J’ai effectué des exercices de stimulation du cerveau, de la relaxation, du yoga…
J’ai tout essayé avec des aliments qui boostent la mémoire, des céréales complètes, des myrtilles, des betteraves rouges, du poisson sous toutes ses formes, de l’huile de noix, des protéines, des glucides, des lipides, des vitamines, des minéraux et des oligo-éléments … tout.
Résultat, j’ai pris du poids, mon compte en banque en a perdu, mais il y a toujours un courant d’air entre les deux oreilles qui favorise l’évasion de mes idées.
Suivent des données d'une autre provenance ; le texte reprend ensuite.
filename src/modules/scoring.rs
use crate::{
    modules::{judges::Stat, stats::StatStore},
    types::tables::RankList,
};
use anyhow::Result;
use sqlx::{postgres::Postgres, FromRow, Pool};
use std::collections::HashSet;

/// One attached event's inputs to the score fold.
#[derive(Debug, Clone, Copy)]
pub struct EventInput {
    /// Per-attachment weight from event_rank_lists.
    pub weight: f64,
    pub strict_attendance: bool,
    /// `None` means no stat row exists for the member, which contributes
    /// nothing; distinct from a fetched all-zero stat.
    pub stat: Option<Stat>,
    pub attended: bool,
}

/// Deterministic fold over the ranklist's attached events.
///
/// When both the ranklist and the event enforce strict attendance and the
/// member never confirmed attendance, in-contest solves are demoted to
/// upsolve credit before weighting.
pub fn compute_score(rank_list: &RankList, inputs: &[EventInput]) -> f64 {
    let mut score = 0.0;

    for input in inputs.iter() {
        let Some(stat) = input.stat else {
            continue;
        };

        let mut solves = stat.solve_count as f64;
        let mut upsolves = stat.upsolve_count as f64;

        if rank_list.consider_strict_attendance && input.strict_attendance && !input.attended {
            upsolves += solves;
            solves = 0.0;
        }

        score += input.weight * (solves + rank_list.weight_of_upsolve * upsolves);
    }

    score
}

#[derive(Debug, FromRow)]
struct AttachedEventRow {
    event_id: i64,
    strict_attendance: bool,
    weight: f64,
}

/// Loads a member's inputs from the store and replaces the stored score.
pub struct ScoreCalculator<'a> {
    pool: &'a Pool<Postgres>,
}

impl<'a> ScoreCalculator<'a> {
    pub fn new(pool: &'a Pool<Postgres>) -> Self {
        ScoreCalculator { pool }
    }

    /// The number of events attached to a ranklist.
    pub async fn attached_event_count(&self, rank_list_id: i64) -> Result<i64> {
        let (count,): (i64,) = sqlx::query_as(
            r#"SELECT COUNT(*) FROM "event_rank_lists" WHERE "rank_list_id" = $1;"#,
        )
        .bind(rank_list_id)
        .fetch_one(self.pool)
        .await?;

        Ok(count)
    }

    /// Recomputes one member's score on one ranklist and overwrites
    /// rank_list_users.score with the result.
    pub async fn recompute(&self, rank_list: &RankList, user_id: i64) -> Result<f64> {
        let attached: Vec<AttachedEventRow> = sqlx::query_as(
            r#"
            SELECT "e"."id" AS "event_id", "e"."strict_attendance", "erl"."weight"
            FROM "event_rank_lists" AS "erl"
            JOIN "events" AS "e" ON "e"."id" = "erl"."event_id"
            WHERE "erl"."rank_list_id" = $1;
            "#,
        )
        .bind(rank_list.id)
        .fetch_all(self.pool)
        .await?;

        let event_ids: Vec<i64> = attached.iter().map(|row| row.event_id).collect();

        let stats = StatStore::new(self.pool)
            .load_for_member(&event_ids, user_id)
            .await?;

        let attendance: HashSet<i64> = sqlx::query_as::<_, (i64,)>(
            r#"
            SELECT "event_id" FROM "event_attendances"
            WHERE "event_id" = ANY($1) AND "user_id" = $2;
            "#,
        )
        .bind(event_ids.as_slice())
        .bind(user_id)
        .fetch_all(self.pool)
        .await?
        .into_iter()
        .map(|(event_id,)| event_id)
        .collect();

        let inputs: Vec<EventInput> = attached
            .iter()
            .map(|row| EventInput {
                weight: row.weight,
                strict_attendance: row.strict_attendance,
                stat: stats.get(&row.event_id).copied(),
                attended: attendance.contains(&row.event_id),
            })
            .collect();

        let score = compute_score(rank_list, &inputs);

        sqlx::query(
            r#"
            UPDATE "rank_list_users" SET "score" = $1
            WHERE "rank_list_id" = $2 AND "user_id" = $3;
            "#,
        )
        .bind(score)
        .bind(rank_list.id)
        .bind(user_id)
        .execute(self.pool)
        .await?;

        tracing::debug!(
            "score of user {} on ranklist `{}` recomputed to {}",
            user_id,
            rank_list.keyword,
            score
        );

        Ok(score)
    }
}

#[cfg(test)]
mod test {
    use super::*;

    fn rank_list(weight_of_upsolve: f64, consider_strict_attendance: bool) -> RankList {
        RankList {
            id: 1,
            tracker_id: 1,
            keyword: String::from("spring-2024"),
            weight_of_upsolve,
            is_active: true,
            consider_strict_attendance,
        }
    }

    fn stat(solve_count: i32, upsolve_count: i32) -> Option<Stat> {
        Some(Stat {
            solve_count,
            upsolve_count,
            participation: true,
        })
    }

    #[test]
    fn test_weighted_aggregation() {
        let inputs = vec![
            EventInput {
                weight: 1.0,
                strict_attendance: false,
                stat: stat(2, 0),
                attended: false,
            },
            EventInput {
                weight: 2.0,
                strict_attendance: false,
                stat: stat(0, 2),
                attended: false,
            },
        ];

        // 1.0 * 2 + 2.0 * (0.5 * 2) = 4
        assert_eq!(compute_score(&rank_list(0.5, false), &inputs), 4.0);
    }

    #[test]
    fn test_strict_attendance_demotes_solves() {
        let inputs = vec![EventInput {
            weight: 1.0,
            strict_attendance: true,
            stat: stat(3, 1),
            attended: false,
        }];

        // Scored as if solve_count = 0, upsolve_count = 4.
        assert_eq!(compute_score(&rank_list(0.5, true), &inputs), 2.0);
    }

    #[test]
    fn test_strict_attendance_spared_by_confirmation() {
        let inputs = vec![EventInput {
            weight: 1.0,
            strict_attendance: true,
            stat: stat(3, 1),
            attended: true,
        }];

        assert_eq!(compute_score(&rank_list(0.5, true), &inputs), 3.5);
    }

    #[test]
    fn test_strict_attendance_ignored_when_ranklist_opts_out() {
        let inputs = vec![EventInput {
            weight: 1.0,
            strict_attendance: true,
            stat: stat(3, 1),
            attended: false,
        }];

        assert_eq!(compute_score(&rank_list(0.5, false), &inputs), 3.5);
    }

    #[test]
    fn test_absent_stat_contributes_nothing() {
        let inputs = vec![
            EventInput {
                weight: 5.0,
                strict_attendance: false,
                stat: None,
                attended: false,
            },
            EventInput {
                weight: 1.0,
                strict_attendance: false,
                stat: stat(1, 0),
                attended: false,
            },
        ];

        assert_eq!(compute_score(&rank_list(0.5, false), &inputs), 1.0);
    }

    #[test]
    fn test_recompute_is_deterministic() {
        let inputs = vec![EventInput {
            weight: 1.5,
            strict_attendance: true,
            stat: stat(4, 2),
            attended: false,
        }];
        let rank_list = rank_list(0.25, true);

        let first = compute_score(&rank_list, &inputs);
        let second = compute_score(&rank_list, &inputs);
        assert_eq!(first, second);
    }
}
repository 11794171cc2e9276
pub mod tables;
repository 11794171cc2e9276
use crate::{
    cmd::connect_pool,
    modules::recalc::{Orchestrator, RecalcScope},
};
use anyhow::Result;
use clap::Args;

#[derive(Debug, Args)]
pub struct RecalcArgs {
    /// Recompute a single ranklist
    #[arg(long)]
    ranklist: Option<i64>,
    /// Recompute a single member; requires --ranklist
    #[arg(long)]
    user: Option<i64>,
    /// Recompute every active ranklist (the default)
    #[arg(long)]
    active_only: bool,
    /// Recompute every ranklist, inactive ones included
    #[arg(long)]
    force_all: bool,
}

pub async fn run(args: RecalcArgs) -> Result<()> {
    // Option validation happens before any database work.
    let scope = RecalcScope::from_options(args.ranklist, args.user, args.active_only, args.force_all)?;

    let pool = connect_pool().await?;
    let orchestrator = Orchestrator::new(&pool);

    match scope {
        RecalcScope::Member {
            rank_list_id,
            user_id,
        } => {
            let outcome = orchestrator.recalc_member(rank_list_id, user_id).await?;
            tracing::info!("{}", outcome.message);
        }
        RecalcScope::RankList { rank_list_id } => {
            let outcome = orchestrator.recalc_rank_list_by_id(rank_list_id).await?;
            tracing::info!("{}", outcome.message);
        }
        RecalcScope::AllActive | RecalcScope::All => {
            let active_only = scope == RecalcScope::AllActive;
            let (outcomes, summary) = orchestrator.recalc_all(active_only).await?;

            for outcome in outcomes.iter() {
                if outcome.success {
                    tracing::info!("{}", outcome.message);
                } else {
                    tracing::warn!("ranklist {}: {}", outcome.rank_list_id, outcome.message);
                }
            }
            tracing::info!(
                "{} ranklists processed: {} succeeded, {} failed",
                summary.total,
                summary.succeeded,
                summary.failed
            );
        }
    }

    Ok(())
}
Le seul avantage que j’ai conservé de feu ma carrière dans l’informatique, c’est une certaine rigueur, du moins des habitudes bien ancrées qui consistent systématiquement à démarrer sa journée en consultant ses mails. Depuis que l’informatique existe, je vis avec. Comme tous les responsables d’entreprise j’étais doté d’un nombre de gadgets qui me permettaient d’être connecté même au fin fond du désert à condition qu’il y ait du réseau. J’ai bien entendu conservé ces gadgets qui font partie de moi en quelque sorte et c’est grâce à eux que je peux vous écrire aujourd’hui.

Ma mémoire ne tient qu’à un fil d’un diamètre de quelques millimètres doté à son extrémité d’une prise RJ45 qui permet à l’ordinateur de se nourrir.
Chaque jour je déverse mon flot de souvenirs pour enrichir sa mémoire et, chaque matin je lis les messages que je me suis envoyé moi-même la veille via mon smartphone au moment où j’ai eu l’idée. Pas question de la laisser s’échapper cette idée. J’en ai tellement eu qui se sont évaporées dans la nature, qui m’ont laissé seul comme un con devant ma feuille blanche symbolisée par la lumière de mon écran.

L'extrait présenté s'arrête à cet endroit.